- [Exercise details]: Using the records that follow, copy every line containing the word "origin".

[Records excerpted from a collection]
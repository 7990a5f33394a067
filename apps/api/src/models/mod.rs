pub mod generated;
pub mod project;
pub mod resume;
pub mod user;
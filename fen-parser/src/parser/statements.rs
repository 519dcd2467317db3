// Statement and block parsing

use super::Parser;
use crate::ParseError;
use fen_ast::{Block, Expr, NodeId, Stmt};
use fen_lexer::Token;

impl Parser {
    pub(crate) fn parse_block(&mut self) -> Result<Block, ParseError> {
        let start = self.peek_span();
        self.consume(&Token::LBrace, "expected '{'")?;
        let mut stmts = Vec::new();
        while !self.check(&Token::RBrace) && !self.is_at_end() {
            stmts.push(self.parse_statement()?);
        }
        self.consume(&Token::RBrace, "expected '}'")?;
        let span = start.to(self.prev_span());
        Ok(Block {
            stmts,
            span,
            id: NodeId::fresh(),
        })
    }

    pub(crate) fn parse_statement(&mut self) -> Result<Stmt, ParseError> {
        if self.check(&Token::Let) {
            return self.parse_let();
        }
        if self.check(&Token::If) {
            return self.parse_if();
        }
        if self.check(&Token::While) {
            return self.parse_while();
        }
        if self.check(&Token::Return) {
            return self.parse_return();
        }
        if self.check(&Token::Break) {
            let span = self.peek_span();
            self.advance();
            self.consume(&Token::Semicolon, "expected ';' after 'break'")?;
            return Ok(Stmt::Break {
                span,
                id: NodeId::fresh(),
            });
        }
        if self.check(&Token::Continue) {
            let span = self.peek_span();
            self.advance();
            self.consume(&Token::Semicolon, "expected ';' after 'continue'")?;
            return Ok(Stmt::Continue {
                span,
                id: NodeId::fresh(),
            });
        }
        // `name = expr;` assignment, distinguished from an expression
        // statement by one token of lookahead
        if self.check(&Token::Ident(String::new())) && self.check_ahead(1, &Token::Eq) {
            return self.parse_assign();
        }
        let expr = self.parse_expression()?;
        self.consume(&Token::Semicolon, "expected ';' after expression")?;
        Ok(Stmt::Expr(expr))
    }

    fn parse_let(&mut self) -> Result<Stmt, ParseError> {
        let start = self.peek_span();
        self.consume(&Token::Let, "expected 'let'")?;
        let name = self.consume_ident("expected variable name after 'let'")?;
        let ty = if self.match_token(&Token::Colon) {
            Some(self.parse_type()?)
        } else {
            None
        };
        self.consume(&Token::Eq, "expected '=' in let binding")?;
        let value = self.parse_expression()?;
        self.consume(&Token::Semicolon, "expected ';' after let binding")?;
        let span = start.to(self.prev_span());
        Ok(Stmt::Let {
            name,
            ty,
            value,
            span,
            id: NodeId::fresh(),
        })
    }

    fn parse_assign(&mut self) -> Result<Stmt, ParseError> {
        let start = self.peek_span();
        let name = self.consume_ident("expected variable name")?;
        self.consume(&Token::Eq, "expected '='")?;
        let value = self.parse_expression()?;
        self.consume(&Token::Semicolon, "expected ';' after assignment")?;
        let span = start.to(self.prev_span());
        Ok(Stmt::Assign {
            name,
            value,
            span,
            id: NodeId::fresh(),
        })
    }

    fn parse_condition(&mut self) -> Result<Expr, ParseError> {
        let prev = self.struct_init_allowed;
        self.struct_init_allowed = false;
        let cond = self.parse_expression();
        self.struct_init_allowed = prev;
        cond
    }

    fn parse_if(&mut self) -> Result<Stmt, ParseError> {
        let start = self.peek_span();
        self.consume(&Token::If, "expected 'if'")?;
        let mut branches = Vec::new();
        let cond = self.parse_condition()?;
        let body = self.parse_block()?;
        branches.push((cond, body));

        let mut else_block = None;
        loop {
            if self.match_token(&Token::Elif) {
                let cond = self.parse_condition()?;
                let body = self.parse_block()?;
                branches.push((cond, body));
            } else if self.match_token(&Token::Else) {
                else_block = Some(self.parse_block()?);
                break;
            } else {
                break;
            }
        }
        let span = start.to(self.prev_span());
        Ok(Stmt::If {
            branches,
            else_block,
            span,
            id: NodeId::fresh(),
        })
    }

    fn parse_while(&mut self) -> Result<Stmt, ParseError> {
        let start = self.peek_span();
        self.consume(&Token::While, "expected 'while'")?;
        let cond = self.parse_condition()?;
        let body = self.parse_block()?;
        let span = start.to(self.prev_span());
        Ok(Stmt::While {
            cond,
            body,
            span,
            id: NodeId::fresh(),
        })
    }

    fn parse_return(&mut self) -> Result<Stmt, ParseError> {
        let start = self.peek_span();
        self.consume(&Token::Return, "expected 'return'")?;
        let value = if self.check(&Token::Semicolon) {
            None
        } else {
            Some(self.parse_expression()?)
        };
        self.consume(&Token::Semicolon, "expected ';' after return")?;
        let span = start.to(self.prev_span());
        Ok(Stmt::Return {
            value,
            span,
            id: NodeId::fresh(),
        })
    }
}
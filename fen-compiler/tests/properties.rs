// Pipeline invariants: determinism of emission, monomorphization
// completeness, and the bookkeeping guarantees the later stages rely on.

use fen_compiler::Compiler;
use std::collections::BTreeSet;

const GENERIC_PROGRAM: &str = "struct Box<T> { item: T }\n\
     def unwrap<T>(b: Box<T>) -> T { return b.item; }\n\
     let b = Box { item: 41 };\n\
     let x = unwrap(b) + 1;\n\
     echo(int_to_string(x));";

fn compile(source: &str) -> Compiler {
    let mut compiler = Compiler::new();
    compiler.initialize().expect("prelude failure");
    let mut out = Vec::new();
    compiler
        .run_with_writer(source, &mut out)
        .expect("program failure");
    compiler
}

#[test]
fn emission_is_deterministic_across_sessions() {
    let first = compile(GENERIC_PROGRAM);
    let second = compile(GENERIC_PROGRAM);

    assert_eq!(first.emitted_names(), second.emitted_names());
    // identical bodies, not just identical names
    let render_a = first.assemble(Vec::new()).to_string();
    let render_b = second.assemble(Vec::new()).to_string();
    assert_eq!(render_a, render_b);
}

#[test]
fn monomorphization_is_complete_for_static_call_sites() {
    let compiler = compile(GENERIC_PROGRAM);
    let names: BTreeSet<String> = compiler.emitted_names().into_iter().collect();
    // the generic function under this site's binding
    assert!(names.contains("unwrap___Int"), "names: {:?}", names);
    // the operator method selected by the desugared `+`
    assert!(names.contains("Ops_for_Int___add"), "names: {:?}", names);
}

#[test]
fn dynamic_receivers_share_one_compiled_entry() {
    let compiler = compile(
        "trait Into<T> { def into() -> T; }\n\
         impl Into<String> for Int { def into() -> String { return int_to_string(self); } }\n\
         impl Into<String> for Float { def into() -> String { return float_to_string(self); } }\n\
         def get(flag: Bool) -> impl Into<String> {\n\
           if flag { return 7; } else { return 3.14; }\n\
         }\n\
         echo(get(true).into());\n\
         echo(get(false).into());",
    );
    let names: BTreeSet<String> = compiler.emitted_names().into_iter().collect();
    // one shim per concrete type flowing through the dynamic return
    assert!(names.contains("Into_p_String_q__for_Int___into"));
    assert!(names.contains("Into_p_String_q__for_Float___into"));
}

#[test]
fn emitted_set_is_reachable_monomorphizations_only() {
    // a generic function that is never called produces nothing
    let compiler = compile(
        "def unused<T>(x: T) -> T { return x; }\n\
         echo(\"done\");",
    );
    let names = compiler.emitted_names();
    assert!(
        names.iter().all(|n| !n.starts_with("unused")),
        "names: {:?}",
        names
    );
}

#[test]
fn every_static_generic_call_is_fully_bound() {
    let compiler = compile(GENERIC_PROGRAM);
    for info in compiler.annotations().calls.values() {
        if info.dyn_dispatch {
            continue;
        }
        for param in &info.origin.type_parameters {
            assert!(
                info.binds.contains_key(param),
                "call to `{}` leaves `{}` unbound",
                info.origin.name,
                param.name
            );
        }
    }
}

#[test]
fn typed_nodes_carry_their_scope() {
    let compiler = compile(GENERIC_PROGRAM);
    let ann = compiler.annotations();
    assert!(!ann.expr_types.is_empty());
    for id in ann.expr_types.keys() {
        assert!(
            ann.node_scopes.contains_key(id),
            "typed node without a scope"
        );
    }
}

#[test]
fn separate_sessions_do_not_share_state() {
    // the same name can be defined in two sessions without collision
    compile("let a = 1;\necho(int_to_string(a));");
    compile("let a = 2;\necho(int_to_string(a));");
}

- [Exercise solution]:
        for param in &info.origin.type_parameters {
                info.origin.name,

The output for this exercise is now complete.